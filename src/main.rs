use bevy::prelude::*;
use bevy::window::WindowResolution;
use bevy_rapier2d::prelude::*;

use perihelion::config::{load_sim_config, SimConfig};
use perihelion::rendering::{
    draw_planets_system, draw_sun_system, draw_trails_system, setup_camera,
};
use perihelion::simulation::SimulationPlugin;
use perihelion::sun::spawn_sun;

/// Configure Rapier physics: disable world gravity.  The only gravity in
/// this toy is the custom sun-ward force applied per planet.
fn setup_physics_config(mut config: Query<&mut RapierConfiguration>) {
    for mut cfg in config.iter_mut() {
        cfg.gravity = Vec2::ZERO;
    }
}

fn main() {
    App::new()
        .add_plugins(DefaultPlugins.set(WindowPlugin {
            primary_window: Some(Window {
                title: "Perihelion".into(),
                resolution: WindowResolution::new(1000, 800),
                ..Default::default()
            }),
            ..Default::default()
        }))
        .insert_resource(ClearColor(Color::BLACK))
        // Insert SimConfig with compiled defaults; load_sim_config will
        // overwrite it from assets/sim.toml (if present) in the Startup schedule.
        .insert_resource(SimConfig::default())
        // pixels_per_meter(1.0) keeps Bevy world units identical to Rapier
        // physics units; the pixel conversion happens explicitly in the
        // rendering module instead.  Larger values here shrink collider mass
        // in physics-space quadratically and make ExternalForce produce
        // runaway acceleration at the same numeric values.
        .add_plugins(RapierPhysicsPlugin::<NoUserData>::pixels_per_meter(1.0))
        .add_plugins(SimulationPlugin)
        .add_systems(
            Startup,
            (
                // Load config first so every other startup system sees the final values.
                load_sim_config,
                setup_camera.after(load_sim_config),
                spawn_sun.after(load_sim_config),
                setup_physics_config,
            ),
        )
        .add_systems(
            Update,
            (draw_trails_system, draw_planets_system, draw_sun_system),
        )
        .run();
}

WORK ORDER.
Copy all lines from the material above that hold the word "prelude".

SOLUTION FOR THIS EXERCISE.
use bevy::prelude::*;
use bevy_rapier2d::prelude::*;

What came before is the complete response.